Other buildings include a two-bedroom caretaker’s cottage and two modern beach cottages, which are fondly known as The Shacks because of the fishing shacks they replaced, Jenkins said. There are also two detached bedroom suites known as the Pond Pavilion and the Ocean Pavilion, which are used for guests.
Construction began on the estate in the late 1930s but stalled because of World War II, Jenkins said. The main house was eventually finished around 1945. Cornell, known for dramatic roles in stage tragedies, lived a mostly low-key life when she was on the Vineyard, according to the 2006 book “Vineyard Confidential: 350 Years of Scandals, Eccentrics, & Strange Occurrences.”

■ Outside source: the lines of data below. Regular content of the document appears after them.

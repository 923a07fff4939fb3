// Copyright 2025 The TreeDb Authors.
//
// Licensed under the Apache License, Version 2.0 (the "License");
// you may not use this file except in compliance with the License.
// You may obtain a copy of the License at
//
//     http://www.apache.org/licenses/LICENSE-2.0
//
// Unless required by applicable law or agreed to in writing, software
// distributed under the License is distributed on an "AS IS" BASIS,
// WITHOUT WARRANTIES OR CONDITIONS OF ANY KIND, either express or implied.
// See the License for the specific language governing permissions and
// limitations under the License.

use std::collections::{HashMap, HashSet};
use std::sync::Arc;

use async_trait::async_trait;
use tokio::sync::RwLock;

use crate::interface::{RowList, RowStore, StoreClock, StoreError, SystemClock, UidSource};
use crate::models::{KeyScope, Row, RowDraft, RowId, RowTimestamp};
use crate::path_solver;
use crate::uid::TimeOrderedUids;

/// Row backend over a plain vector behind an async lock.
///
/// Rows keep insertion order; `find` sorts its result instead of the
/// collection, so a query never perturbs the order ids were minted in.
pub struct InMemoryRowStore {
    rows: RwLock<Vec<Row>>,
    clock: Arc<dyn StoreClock>,
    uids: Arc<dyn UidSource>,
}

impl Default for InMemoryRowStore {
    fn default() -> Self {
        Self::new(Arc::new(SystemClock), Arc::new(TimeOrderedUids::new()))
    }
}

impl InMemoryRowStore {
    pub fn new(clock: Arc<dyn StoreClock>, uids: Arc<dyn UidSource>) -> Self {
        InMemoryRowStore {
            rows: RwLock::new(Vec::new()),
            clock,
            uids,
        }
    }

    /// Seeds the backend with pre-built rows, for tests and restores.
    pub fn from_rows(
        rows: Vec<Row>,
        clock: Arc<dyn StoreClock>,
        uids: Arc<dyn UidSource>,
    ) -> Self {
        InMemoryRowStore {
            rows: RwLock::new(rows),
            clock,
            uids,
        }
    }

    fn in_time(row: &Row, t: Option<RowTimestamp>) -> bool {
        match t {
            Some(cutoff) => row.t < cutoff,
            None => true,
        }
    }
}

#[async_trait]
impl RowStore for InMemoryRowStore {
    async fn find(
        &self,
        scope: KeyScope<'_>,
        t: Option<RowTimestamp>,
    ) -> Result<RowList, StoreError> {
        let rows = self.rows.read().await;
        let mut found: Vec<Row> = rows
            .iter()
            .filter(|row| match scope {
                KeyScope::All => true,
                KeyScope::Key(key) => path_solver::is_related(&row.k, key),
            })
            .filter(|row| Self::in_time(row, t))
            .cloned()
            .collect();
        found.sort_by_key(|row| row.t);
        Ok(found)
    }

    async fn find_ids(
        &self,
        ids: &[RowId],
        t: Option<RowTimestamp>,
    ) -> Result<RowList, StoreError> {
        let wanted: HashSet<&str> = ids.iter().map(|id| id.as_ref()).collect();
        let rows = self.rows.read().await;
        Ok(rows
            .iter()
            .filter(|row| wanted.contains(row.z.as_ref()) && Self::in_time(row, t))
            .cloned()
            .collect())
    }

    async fn find_expiring(&self, e: Option<RowTimestamp>) -> Result<RowList, StoreError> {
        let rows = self.rows.read().await;
        Ok(rows
            .iter()
            .filter(|row| match (row.e, e) {
                (Some(expiry), Some(cutoff)) => expiry < cutoff,
                (Some(_), None) => true,
                (None, _) => false,
            })
            .cloned()
            .collect())
    }

    async fn find_duplicates(&self) -> Result<RowList, StoreError> {
        let rows = self.rows.read().await;
        let mut winners: HashMap<&str, &Row> = HashMap::new();
        for row in rows.iter().filter(|row| row.e.is_none()) {
            match winners.get(row.k.as_ref()) {
                Some(best) if (best.t, best.z.as_ref()) >= (row.t, row.z.as_ref()) => {}
                _ => {
                    winners.insert(row.k.as_ref(), row);
                }
            }
        }
        Ok(rows
            .iter()
            .filter(|row| {
                row.e.is_none()
                    && winners
                        .get(row.k.as_ref())
                        .map(|best| best.z != row.z)
                        .unwrap_or(false)
            })
            .cloned()
            .collect())
    }

    async fn list_keys(&self, t: Option<RowTimestamp>) -> Result<Vec<RowId>, StoreError> {
        let rows = self.rows.read().await;
        let mut seen = HashSet::new();
        Ok(rows
            .iter()
            .filter(|row| Self::in_time(row, t))
            .filter(|row| seen.insert(row.k.clone()))
            .map(|row| row.k.clone())
            .collect())
    }

    async fn root_keys(&self, t: Option<RowTimestamp>) -> Result<Vec<RowId>, StoreError> {
        let rows = self.rows.read().await;
        let mut seen = HashSet::new();
        let mut roots = Vec::new();
        for row in rows.iter().filter(|row| Self::in_time(row, t)) {
            let root = path_solver::root_key(&row.k);
            if seen.insert(root.to_string()) {
                roots.push(Arc::from(root));
            }
        }
        Ok(roots)
    }

    async fn insert(&self, draft: RowDraft) -> Result<Row, StoreError> {
        let t = draft.t.unwrap_or_else(|| self.clock.now());
        let row = Row {
            k: draft.k,
            d: draft.d,
            t,
            e: draft.e,
            z: self.uids.new_uid(t),
        };
        let mut rows = self.rows.write().await;
        rows.push(row.clone());
        Ok(row)
    }

    async fn update(&self, row: &Row) -> Result<(), StoreError> {
        let mut rows = self.rows.write().await;
        if let Some(stored) = rows.iter_mut().find(|stored| stored.z == row.z) {
            stored.d = row.d.clone();
            stored.t = row.t;
            stored.e = row.e;
        }
        Ok(())
    }

    async fn remove_by_ids(&self, ids: &[RowId]) -> Result<usize, StoreError> {
        let wanted: HashSet<&str> = ids.iter().map(|id| id.as_ref()).collect();
        let mut rows = self.rows.write().await;
        let before = rows.len();
        rows.retain(|row| !wanted.contains(row.z.as_ref()));
        Ok(before - rows.len())
    }

    async fn remove_all(&self, t: RowTimestamp) -> Result<usize, StoreError> {
        let mut rows = self.rows.write().await;
        let before = rows.len();
        rows.retain(|row| row.t >= t);
        Ok(before - rows.len())
    }

    async fn remove(
        &self,
        name: &str,
        t: Option<RowTimestamp>,
        e: Option<RowTimestamp>,
    ) -> Result<usize, StoreError> {
        let mut rows = self.rows.write().await;
        let before = rows.len();
        rows.retain(|row| {
            let covered = row.k.as_ref() == name || path_solver::is_ancestor(name, &row.k);
            if !covered {
                return true;
            }
            if let (Some(cutoff), Some(expiry)) = (e, row.e) {
                if expiry <= cutoff {
                    return true;
                }
            }
            if let Some(cutoff) = t {
                if row.t >= cutoff {
                    return true;
                }
            }
            false
        });
        Ok(before - rows.len())
    }
}

#[cfg(test)]
mod tests {
    use super::*;
    use crate::interface::ManualClock;
    use crate::models::Value;

    fn backend(now: RowTimestamp) -> InMemoryRowStore {
        InMemoryRowStore::new(Arc::new(ManualClock::new(now)), Arc::new(TimeOrderedUids::new()))
    }

    #[tokio::test]
    async fn insert_stamps_time_and_id() {
        let store = backend(500);
        let row = store
            .insert(RowDraft::new("user.name", Some(Value::from("ada"))))
            .await
            .unwrap();
        assert_eq!(row.k.as_ref(), "user.name");
        assert_eq!(row.t, 500);
        assert_eq!(row.z.len(), 20);
        let explicit = store
            .insert(RowDraft::new("user.name", None).at(42))
            .await
            .unwrap();
        assert_eq!(explicit.t, 42);
    }

    #[tokio::test]
    async fn find_scopes_to_related_keys_sorted_by_time() {
        let store = backend(0);
        store
            .insert(RowDraft::new("user.name", Some(Value::from("ada"))).at(3))
            .await
            .unwrap();
        store
            .insert(RowDraft::new("user", Some(Value::from("x"))).at(1))
            .await
            .unwrap();
        store
            .insert(RowDraft::new("other", Some(Value::from("y"))).at(2))
            .await
            .unwrap();

        let related = store.find(KeyScope::Key("user.name"), None).await.unwrap();
        assert_eq!(related.len(), 2);
        assert_eq!(related[0].k.as_ref(), "user");
        assert_eq!(related[1].k.as_ref(), "user.name");

        let early = store.find(KeyScope::All, Some(2)).await.unwrap();
        assert_eq!(early.len(), 1);
        assert_eq!(early[0].k.as_ref(), "user");
    }

    #[tokio::test]
    async fn find_does_not_match_sibling_prefixes() {
        let store = backend(0);
        store
            .insert(RowDraft::new("user", Some(Value::from(1))).at(1))
            .await
            .unwrap();
        store
            .insert(RowDraft::new("username", Some(Value::from(2))).at(2))
            .await
            .unwrap();
        let related = store.find(KeyScope::Key("user"), None).await.unwrap();
        assert_eq!(related.len(), 1);
        assert_eq!(related[0].k.as_ref(), "user");
    }

    #[tokio::test]
    async fn find_ids_filters_by_id_and_time() {
        let store = backend(0);
        let first = store
            .insert(RowDraft::new("a", Some(Value::from(1))).at(1))
            .await
            .unwrap();
        let second = store
            .insert(RowDraft::new("b", Some(Value::from(2))).at(5))
            .await
            .unwrap();
        store
            .insert(RowDraft::new("c", Some(Value::from(3))).at(2))
            .await
            .unwrap();

        let ids = [first.z.clone(), second.z.clone()];
        let found = store.find_ids(&ids, None).await.unwrap();
        let keys: Vec<&str> = found.iter().map(|row| row.k.as_ref()).collect();
        assert_eq!(keys, vec!["a", "b"]);

        let early = store.find_ids(&ids, Some(3)).await.unwrap();
        assert_eq!(early.len(), 1);
        assert_eq!(early[0].k.as_ref(), "a");
    }

    #[tokio::test]
    async fn duplicates_keep_the_latest_row_per_key() {
        let store = backend(0);
        let old = store
            .insert(RowDraft::new("a", Some(Value::from(1))).at(1))
            .await
            .unwrap();
        let tie_first = store
            .insert(RowDraft::new("a", Some(Value::from(2))).at(5))
            .await
            .unwrap();
        let tie_second = store
            .insert(RowDraft::new("a", Some(Value::from(3))).at(5))
            .await
            .unwrap();
        store
            .insert(RowDraft::new("a", Some(Value::from(4))).at(3).expiring(Some(100)))
            .await
            .unwrap();

        let dups = store.find_duplicates().await.unwrap();
        let ids: Vec<&str> = dups.iter().map(|row| row.z.as_ref()).collect();
        assert_eq!(dups.len(), 2);
        assert!(ids.contains(&old.z.as_ref()));
        assert!(ids.contains(&tie_first.z.as_ref()));
        assert!(!ids.contains(&tie_second.z.as_ref()));
    }

    #[tokio::test]
    async fn expiring_rows_respect_the_cutoff() {
        let store = backend(0);
        store
            .insert(RowDraft::new("a", Some(Value::from(1))).at(1).expiring(Some(100)))
            .await
            .unwrap();
        store
            .insert(RowDraft::new("b", Some(Value::from(2))).at(1).expiring(Some(200)))
            .await
            .unwrap();
        store
            .insert(RowDraft::new("c", Some(Value::from(3))).at(1))
            .await
            .unwrap();

        assert_eq!(store.find_expiring(None).await.unwrap().len(), 2);
        let due = store.find_expiring(Some(150)).await.unwrap();
        assert_eq!(due.len(), 1);
        assert_eq!(due[0].k.as_ref(), "a");
        assert!(store.find_expiring(Some(100)).await.unwrap().is_empty());
    }

    #[tokio::test]
    async fn remove_skips_protected_rows() {
        let store = backend(0);
        store
            .insert(RowDraft::new("user.a", Some(Value::from(1))).at(1))
            .await
            .unwrap();
        store
            .insert(RowDraft::new("user.b", Some(Value::from(2))).at(5))
            .await
            .unwrap();
        store
            .insert(RowDraft::new("user.c", Some(Value::from(3))).at(2).expiring(Some(50)))
            .await
            .unwrap();
        store
            .insert(RowDraft::new("user.d", Some(Value::from(4))).at(2).expiring(Some(70)))
            .await
            .unwrap();
        store
            .insert(RowDraft::new("userx", Some(Value::from(5))).at(1))
            .await
            .unwrap();

        // t filter keeps rows at or after the cutoff, e filter keeps
        // rows expiring at or before it.
        let removed = store.remove("user", Some(4), Some(60)).await.unwrap();
        assert_eq!(removed, 2);
        let left = store.find(KeyScope::All, None).await.unwrap();
        let keys: Vec<&str> = left.iter().map(|row| row.k.as_ref()).collect();
        assert_eq!(keys.len(), 3);
        assert!(keys.contains(&"user.b"));
        assert!(keys.contains(&"user.c"));
        assert!(keys.contains(&"userx"));
    }

    #[tokio::test]
    async fn keys_listing_preserves_first_occurrence_order() {
        let store = backend(0);
        for (k, t) in [("b.x", 1), ("a", 2), ("b.x", 3), ("c.y.z", 4)] {
            store
                .insert(RowDraft::new(k, Some(Value::from(1))).at(t))
                .await
                .unwrap();
        }
        let keys = store.list_keys(None).await.unwrap();
        let keys: Vec<&str> = keys.iter().map(|k| k.as_ref()).collect();
        assert_eq!(keys, vec!["b.x", "a", "c.y.z"]);

        let roots = store.root_keys(Some(3)).await.unwrap();
        let roots: Vec<&str> = roots.iter().map(|k| k.as_ref()).collect();
        assert_eq!(roots, vec!["b", "a"]);
    }

    #[tokio::test]
    async fn update_rewrites_in_place() {
        let store = backend(0);
        let mut row = store
            .insert(RowDraft::new("a", Some(Value::from(1))).at(1))
            .await
            .unwrap();
        row.d = Some(Value::from(2));
        row.e = Some(99);
        store.update(&row).await.unwrap();
        let found = store.find(KeyScope::Key("a"), None).await.unwrap();
        assert_eq!(found[0].d, Some(Value::from(2)));
        assert_eq!(found[0].e, Some(99));
    }
}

“Every day she paddled a canoe into town,” the book said. “She would come ashore, collect her mail and sit on the curbstone to read it.” On weekends, however, she entertained the likes of Noël Coward, Sir Laurence Olivier, Vivien Leigh and James Cagney, the book said. “Many of Ms. Cornell’s weekend guests loved to skinny-dip in her pool. To enhance their privacy, the actress had the windows removed from the kitchen to keep the staff from stealing a peak at…Sir Laurence’s bare buttocks.”
After Sawyer and Nichols bought the property, Nichols spearheaded a renovation, Jenkins said. That involved creating replica antique windows and doors, some of which required hand carving, according to the website of Tate Builders, which oversaw the project. New dormers and additions were added.
“It feels like it was just done,” Jenkins said of the restoration. “You literally feel like Gregory Peck is going to stroll across the grass in his whites and say, ‘Anyone for tennis?’”
Sawyer recounted her favorite memories of the property over the past roughly three decades.
“Five grandchildren have run through the halls, learned to swim in the warm waters, gathered moss in the forest,” she said. “At Thanksgiving, both enormous fireplaces in the great room give off warmth and golden light. We have always felt so lucky to be together in this magic place.”
She said she is selling the property because “the rhythms of summer have changed” as her family has grown, and “there is less free time for long visits to the island.”
Sawyer has anchored news programs such as ABC World News Tonight, Good Morning America and 20/20. Nichols, who was known for movies such as “The Graduate” and “Who’s Afraid of Virginia Woolf?,” died in 2014.
The Lake Tashmoo area is popular for kayaking, boating and clamming, and has drawn boldface names such as Mia Farrow and Kenneth Cole, Jenkins said, but it is not as well known as enclaves such as Edgartown or Chilmark.
The luxury Martha’s Vineyard market, like many around the country, has cooled since its Covid-induced peaks in 2021 and 2022, according to Jenkins, though he said there is still demand for “statement” properties like this one.